_What the task asks_. For each line in the records that contains "KeyEventKind", make a copy.

_Data extract_.
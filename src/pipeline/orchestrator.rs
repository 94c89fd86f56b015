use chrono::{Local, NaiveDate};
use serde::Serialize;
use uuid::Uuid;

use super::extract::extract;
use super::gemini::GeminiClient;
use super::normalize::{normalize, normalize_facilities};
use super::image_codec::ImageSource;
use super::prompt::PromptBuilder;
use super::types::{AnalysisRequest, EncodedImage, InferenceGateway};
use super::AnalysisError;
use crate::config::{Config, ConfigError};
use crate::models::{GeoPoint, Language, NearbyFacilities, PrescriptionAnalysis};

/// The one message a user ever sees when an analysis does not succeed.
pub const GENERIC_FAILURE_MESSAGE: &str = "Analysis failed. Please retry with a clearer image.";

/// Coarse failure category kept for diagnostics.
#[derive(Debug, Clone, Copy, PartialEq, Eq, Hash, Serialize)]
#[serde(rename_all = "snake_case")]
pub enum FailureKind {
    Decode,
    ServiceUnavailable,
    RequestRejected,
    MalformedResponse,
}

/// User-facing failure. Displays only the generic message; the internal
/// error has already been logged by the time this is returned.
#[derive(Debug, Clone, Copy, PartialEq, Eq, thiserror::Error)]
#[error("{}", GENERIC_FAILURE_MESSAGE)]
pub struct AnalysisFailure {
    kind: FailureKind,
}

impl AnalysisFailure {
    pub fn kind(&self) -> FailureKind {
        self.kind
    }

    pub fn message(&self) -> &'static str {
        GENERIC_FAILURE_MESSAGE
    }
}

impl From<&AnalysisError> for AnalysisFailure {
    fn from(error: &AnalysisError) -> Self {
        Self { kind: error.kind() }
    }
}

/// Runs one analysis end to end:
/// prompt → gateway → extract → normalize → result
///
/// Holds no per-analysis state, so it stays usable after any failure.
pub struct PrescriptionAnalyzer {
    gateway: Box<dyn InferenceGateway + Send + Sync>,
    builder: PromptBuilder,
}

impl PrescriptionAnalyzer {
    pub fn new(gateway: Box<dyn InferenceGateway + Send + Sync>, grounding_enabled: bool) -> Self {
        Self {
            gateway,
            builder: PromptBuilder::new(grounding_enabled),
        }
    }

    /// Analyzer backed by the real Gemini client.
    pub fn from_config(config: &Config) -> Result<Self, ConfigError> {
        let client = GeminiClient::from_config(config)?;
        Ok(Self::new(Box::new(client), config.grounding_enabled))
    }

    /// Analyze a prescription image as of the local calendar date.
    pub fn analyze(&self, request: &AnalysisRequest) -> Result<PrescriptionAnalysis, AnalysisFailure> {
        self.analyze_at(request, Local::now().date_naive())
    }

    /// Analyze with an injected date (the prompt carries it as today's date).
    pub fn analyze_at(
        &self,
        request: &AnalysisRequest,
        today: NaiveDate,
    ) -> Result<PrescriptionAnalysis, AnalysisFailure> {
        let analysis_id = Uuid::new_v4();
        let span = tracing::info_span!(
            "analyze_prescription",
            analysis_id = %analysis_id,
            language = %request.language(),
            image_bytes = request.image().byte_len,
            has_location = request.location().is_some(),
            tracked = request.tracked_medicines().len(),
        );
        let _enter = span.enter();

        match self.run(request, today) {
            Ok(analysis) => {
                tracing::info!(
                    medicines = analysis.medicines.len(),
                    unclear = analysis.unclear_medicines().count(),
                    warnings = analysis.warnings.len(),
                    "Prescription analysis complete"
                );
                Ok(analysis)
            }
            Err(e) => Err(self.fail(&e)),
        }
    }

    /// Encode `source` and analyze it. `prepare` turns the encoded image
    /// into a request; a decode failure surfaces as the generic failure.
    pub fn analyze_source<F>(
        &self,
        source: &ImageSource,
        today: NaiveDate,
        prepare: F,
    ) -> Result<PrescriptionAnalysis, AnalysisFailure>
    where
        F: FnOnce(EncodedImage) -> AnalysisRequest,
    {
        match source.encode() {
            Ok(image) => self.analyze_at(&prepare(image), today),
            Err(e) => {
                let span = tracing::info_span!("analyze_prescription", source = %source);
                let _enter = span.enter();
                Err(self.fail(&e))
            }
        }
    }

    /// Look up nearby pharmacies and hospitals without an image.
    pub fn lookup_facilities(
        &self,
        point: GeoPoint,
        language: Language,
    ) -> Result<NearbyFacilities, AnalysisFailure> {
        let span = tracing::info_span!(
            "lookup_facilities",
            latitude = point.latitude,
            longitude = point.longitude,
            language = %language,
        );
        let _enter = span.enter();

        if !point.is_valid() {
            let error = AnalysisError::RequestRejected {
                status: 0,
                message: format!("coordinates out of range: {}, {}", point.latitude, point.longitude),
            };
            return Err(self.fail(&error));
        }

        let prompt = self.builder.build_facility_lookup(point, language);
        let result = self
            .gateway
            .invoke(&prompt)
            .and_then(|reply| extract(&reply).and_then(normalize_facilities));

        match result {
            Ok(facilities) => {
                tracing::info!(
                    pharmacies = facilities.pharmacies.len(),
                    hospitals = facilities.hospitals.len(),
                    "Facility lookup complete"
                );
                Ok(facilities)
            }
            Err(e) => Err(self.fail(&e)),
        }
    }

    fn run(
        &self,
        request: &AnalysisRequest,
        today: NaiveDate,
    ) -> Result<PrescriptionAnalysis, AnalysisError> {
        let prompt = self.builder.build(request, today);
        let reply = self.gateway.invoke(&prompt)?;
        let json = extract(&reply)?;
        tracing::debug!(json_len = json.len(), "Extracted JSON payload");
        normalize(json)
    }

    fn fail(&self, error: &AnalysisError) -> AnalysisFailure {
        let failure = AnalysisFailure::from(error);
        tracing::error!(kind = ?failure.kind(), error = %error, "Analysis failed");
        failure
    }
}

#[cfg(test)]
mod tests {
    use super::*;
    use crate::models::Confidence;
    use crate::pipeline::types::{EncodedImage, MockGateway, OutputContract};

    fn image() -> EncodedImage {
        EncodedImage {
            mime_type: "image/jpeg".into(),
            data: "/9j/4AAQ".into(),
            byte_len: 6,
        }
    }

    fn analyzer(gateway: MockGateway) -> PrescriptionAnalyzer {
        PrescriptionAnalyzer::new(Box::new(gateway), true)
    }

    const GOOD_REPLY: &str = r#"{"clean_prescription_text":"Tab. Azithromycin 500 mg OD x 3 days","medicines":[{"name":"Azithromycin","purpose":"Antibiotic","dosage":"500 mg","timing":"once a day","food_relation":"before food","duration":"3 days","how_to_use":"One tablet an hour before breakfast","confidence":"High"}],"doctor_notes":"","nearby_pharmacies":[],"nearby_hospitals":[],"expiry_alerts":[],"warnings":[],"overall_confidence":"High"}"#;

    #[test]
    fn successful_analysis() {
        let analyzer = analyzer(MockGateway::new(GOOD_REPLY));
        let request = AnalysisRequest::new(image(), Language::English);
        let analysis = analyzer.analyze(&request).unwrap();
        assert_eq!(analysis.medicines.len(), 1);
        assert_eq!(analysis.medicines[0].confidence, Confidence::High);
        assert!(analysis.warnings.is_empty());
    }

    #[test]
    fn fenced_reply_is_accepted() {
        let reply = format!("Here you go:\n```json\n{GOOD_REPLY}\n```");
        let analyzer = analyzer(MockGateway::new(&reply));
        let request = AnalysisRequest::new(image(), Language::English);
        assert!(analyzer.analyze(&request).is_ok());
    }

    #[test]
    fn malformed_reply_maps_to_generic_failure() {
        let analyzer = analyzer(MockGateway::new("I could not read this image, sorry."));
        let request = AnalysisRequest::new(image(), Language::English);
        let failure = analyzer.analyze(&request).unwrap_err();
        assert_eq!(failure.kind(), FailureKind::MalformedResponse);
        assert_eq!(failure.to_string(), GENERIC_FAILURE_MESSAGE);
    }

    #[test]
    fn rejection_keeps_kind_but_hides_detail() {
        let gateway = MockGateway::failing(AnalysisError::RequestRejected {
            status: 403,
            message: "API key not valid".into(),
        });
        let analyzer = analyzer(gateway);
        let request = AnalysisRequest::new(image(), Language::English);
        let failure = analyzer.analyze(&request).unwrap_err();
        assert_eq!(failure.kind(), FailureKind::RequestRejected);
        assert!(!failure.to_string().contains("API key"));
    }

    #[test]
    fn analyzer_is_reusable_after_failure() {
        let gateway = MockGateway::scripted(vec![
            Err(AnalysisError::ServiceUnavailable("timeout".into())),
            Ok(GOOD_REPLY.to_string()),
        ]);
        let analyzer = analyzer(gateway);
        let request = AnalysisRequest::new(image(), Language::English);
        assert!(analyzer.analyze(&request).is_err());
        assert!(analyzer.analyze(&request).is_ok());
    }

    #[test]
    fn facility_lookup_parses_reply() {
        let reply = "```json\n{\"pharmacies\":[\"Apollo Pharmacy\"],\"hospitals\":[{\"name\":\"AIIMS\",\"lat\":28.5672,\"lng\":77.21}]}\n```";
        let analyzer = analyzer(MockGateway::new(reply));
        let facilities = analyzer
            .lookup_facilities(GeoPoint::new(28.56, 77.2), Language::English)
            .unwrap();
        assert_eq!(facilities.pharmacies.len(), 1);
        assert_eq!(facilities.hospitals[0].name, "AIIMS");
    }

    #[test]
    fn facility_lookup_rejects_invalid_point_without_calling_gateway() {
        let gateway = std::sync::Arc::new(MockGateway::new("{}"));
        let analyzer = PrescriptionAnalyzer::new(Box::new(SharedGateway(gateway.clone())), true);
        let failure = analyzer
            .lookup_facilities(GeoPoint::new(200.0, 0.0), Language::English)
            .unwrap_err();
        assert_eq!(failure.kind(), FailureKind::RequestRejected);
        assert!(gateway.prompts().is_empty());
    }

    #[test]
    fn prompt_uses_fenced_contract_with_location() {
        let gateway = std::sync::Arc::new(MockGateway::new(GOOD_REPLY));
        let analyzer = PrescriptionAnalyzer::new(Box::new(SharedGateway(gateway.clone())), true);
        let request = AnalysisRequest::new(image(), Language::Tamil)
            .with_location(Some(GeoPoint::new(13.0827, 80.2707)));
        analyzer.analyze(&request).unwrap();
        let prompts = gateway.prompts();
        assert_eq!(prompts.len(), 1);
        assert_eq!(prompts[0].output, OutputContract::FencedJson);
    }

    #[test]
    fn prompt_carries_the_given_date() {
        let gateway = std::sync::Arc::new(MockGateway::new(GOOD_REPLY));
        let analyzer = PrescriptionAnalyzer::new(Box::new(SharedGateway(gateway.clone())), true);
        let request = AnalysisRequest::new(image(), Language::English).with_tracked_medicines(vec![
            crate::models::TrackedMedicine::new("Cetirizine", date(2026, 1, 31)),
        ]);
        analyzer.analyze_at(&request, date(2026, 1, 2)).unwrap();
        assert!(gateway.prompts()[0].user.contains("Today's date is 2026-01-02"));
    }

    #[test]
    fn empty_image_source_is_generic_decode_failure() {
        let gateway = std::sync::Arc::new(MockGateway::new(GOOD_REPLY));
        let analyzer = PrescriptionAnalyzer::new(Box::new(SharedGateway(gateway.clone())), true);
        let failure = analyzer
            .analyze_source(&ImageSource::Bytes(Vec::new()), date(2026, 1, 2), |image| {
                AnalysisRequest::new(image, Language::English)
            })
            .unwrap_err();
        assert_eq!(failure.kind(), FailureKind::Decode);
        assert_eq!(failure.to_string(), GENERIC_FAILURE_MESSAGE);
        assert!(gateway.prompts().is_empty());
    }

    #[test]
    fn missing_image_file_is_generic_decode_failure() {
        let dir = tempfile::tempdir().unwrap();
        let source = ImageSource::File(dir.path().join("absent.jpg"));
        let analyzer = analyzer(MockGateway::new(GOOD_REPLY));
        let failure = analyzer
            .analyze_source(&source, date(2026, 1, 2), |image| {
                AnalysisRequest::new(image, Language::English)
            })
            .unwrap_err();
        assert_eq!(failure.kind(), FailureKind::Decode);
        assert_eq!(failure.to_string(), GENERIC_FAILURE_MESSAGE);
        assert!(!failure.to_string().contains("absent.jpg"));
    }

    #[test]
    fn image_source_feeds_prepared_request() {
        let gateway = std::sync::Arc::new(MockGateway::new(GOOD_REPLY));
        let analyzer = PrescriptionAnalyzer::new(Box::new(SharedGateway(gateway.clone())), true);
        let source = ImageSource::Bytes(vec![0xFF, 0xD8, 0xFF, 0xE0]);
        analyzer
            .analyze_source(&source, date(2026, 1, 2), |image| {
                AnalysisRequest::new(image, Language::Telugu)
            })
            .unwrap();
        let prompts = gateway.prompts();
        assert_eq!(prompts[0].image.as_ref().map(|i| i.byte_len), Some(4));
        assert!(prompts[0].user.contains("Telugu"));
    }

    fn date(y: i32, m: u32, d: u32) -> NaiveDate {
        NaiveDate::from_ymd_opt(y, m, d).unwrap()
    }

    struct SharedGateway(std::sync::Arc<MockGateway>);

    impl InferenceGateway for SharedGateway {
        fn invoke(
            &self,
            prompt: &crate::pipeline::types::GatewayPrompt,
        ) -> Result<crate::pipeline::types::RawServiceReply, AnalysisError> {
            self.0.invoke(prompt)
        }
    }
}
--
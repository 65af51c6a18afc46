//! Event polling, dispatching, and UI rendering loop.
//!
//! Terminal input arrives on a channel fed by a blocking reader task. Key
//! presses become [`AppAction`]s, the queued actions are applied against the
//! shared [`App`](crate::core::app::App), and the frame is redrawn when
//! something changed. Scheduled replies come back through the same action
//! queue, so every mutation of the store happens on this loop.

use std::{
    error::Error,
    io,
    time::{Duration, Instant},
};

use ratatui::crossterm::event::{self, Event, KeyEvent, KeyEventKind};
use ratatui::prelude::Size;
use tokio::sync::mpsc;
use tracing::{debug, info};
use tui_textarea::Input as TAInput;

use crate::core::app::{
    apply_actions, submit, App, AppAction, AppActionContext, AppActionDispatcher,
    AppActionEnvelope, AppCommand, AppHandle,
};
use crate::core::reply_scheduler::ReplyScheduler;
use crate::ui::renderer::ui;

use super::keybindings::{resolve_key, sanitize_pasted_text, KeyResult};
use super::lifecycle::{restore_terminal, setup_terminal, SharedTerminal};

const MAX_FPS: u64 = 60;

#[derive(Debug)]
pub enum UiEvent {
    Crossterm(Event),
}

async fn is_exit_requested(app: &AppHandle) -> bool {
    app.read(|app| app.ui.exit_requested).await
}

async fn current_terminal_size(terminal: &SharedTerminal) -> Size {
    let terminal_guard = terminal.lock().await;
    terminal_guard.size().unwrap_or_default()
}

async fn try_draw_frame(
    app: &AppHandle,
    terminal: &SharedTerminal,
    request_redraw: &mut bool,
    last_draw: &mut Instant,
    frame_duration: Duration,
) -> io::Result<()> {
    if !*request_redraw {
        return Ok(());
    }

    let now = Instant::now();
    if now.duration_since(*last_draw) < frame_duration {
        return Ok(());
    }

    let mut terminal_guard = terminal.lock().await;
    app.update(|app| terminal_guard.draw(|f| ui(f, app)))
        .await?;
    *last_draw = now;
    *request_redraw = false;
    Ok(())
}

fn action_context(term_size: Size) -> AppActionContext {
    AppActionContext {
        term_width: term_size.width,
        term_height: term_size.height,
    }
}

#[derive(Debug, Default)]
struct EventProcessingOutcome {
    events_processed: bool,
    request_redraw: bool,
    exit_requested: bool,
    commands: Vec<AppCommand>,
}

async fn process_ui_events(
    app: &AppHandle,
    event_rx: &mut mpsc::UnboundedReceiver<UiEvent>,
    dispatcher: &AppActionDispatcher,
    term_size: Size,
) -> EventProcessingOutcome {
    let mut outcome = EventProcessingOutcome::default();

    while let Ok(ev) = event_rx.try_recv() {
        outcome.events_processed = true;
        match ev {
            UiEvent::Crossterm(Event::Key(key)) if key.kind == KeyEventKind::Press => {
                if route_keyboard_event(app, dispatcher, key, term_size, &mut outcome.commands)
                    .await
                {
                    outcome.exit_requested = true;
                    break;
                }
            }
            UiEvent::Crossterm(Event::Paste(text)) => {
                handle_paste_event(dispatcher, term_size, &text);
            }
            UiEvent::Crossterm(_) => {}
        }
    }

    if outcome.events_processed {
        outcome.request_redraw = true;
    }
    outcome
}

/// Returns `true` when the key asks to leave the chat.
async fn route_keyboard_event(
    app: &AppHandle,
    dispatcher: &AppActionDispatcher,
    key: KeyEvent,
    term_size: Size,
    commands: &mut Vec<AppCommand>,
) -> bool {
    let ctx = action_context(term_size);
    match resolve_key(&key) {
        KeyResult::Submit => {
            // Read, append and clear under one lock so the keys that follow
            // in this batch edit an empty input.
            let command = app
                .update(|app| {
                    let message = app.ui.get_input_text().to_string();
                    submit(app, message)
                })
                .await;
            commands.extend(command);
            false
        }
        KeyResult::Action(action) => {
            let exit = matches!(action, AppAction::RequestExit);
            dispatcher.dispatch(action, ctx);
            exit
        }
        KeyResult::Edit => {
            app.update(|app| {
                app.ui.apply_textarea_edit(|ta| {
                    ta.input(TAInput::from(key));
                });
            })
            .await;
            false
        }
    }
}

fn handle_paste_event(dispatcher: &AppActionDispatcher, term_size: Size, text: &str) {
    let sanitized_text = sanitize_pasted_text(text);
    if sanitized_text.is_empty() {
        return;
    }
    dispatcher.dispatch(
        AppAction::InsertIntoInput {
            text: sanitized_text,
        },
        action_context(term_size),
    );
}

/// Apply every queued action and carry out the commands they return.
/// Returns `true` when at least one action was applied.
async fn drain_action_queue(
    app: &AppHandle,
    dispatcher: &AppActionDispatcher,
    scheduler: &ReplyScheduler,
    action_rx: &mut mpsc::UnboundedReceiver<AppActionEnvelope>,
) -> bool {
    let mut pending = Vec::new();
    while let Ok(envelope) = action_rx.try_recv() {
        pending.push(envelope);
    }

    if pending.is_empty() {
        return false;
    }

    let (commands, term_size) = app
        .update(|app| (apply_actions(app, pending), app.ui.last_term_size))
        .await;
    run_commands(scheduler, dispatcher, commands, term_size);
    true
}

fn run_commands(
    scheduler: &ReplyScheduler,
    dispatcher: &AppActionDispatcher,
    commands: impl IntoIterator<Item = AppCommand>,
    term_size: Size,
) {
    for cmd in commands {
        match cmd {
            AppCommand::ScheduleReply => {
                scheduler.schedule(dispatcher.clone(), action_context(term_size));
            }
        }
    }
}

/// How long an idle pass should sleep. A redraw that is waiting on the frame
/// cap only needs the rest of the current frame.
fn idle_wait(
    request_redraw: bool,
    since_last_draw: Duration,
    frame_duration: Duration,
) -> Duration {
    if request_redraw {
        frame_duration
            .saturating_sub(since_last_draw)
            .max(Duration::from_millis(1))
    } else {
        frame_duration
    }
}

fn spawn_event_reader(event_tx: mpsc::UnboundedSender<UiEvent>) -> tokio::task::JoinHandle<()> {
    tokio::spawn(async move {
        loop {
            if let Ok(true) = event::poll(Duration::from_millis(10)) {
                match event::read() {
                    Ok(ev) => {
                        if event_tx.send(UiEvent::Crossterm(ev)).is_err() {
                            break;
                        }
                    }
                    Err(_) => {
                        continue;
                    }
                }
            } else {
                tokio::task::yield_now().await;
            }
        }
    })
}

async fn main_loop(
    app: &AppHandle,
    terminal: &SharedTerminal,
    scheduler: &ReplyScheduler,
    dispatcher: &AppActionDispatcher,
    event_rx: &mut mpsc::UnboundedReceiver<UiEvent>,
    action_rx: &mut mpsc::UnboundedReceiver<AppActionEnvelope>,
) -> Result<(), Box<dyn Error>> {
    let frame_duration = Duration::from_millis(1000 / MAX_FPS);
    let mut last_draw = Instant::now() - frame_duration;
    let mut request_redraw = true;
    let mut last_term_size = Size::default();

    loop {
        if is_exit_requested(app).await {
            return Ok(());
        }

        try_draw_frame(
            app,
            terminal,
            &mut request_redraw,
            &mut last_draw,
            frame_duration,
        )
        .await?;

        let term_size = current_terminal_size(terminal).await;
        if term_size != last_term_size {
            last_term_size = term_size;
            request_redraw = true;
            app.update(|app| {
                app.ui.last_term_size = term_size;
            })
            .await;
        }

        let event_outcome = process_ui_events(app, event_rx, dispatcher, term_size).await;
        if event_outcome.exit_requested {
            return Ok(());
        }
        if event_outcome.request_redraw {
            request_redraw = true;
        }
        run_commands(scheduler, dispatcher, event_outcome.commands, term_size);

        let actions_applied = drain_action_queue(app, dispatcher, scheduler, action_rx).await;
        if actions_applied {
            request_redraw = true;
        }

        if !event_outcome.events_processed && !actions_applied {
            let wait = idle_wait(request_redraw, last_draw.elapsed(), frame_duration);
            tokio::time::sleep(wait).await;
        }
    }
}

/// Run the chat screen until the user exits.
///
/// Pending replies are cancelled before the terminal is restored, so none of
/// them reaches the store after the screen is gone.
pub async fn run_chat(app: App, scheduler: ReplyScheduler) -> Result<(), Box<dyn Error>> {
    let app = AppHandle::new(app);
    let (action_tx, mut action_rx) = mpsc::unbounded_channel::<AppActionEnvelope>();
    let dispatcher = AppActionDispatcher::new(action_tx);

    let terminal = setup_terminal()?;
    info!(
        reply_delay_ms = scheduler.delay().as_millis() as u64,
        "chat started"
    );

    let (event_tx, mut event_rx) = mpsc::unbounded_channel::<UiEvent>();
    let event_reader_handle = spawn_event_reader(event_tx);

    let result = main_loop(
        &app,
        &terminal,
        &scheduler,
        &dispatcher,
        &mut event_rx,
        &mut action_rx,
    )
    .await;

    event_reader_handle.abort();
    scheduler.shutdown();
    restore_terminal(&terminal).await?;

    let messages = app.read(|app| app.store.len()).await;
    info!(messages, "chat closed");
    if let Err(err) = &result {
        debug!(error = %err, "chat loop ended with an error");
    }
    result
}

_Solution to this exercise_.
use ratatui::crossterm::event::{self, Event, KeyEvent, KeyEventKind};
            UiEvent::Crossterm(Event::Key(key)) if key.kind == KeyEventKind::Press => {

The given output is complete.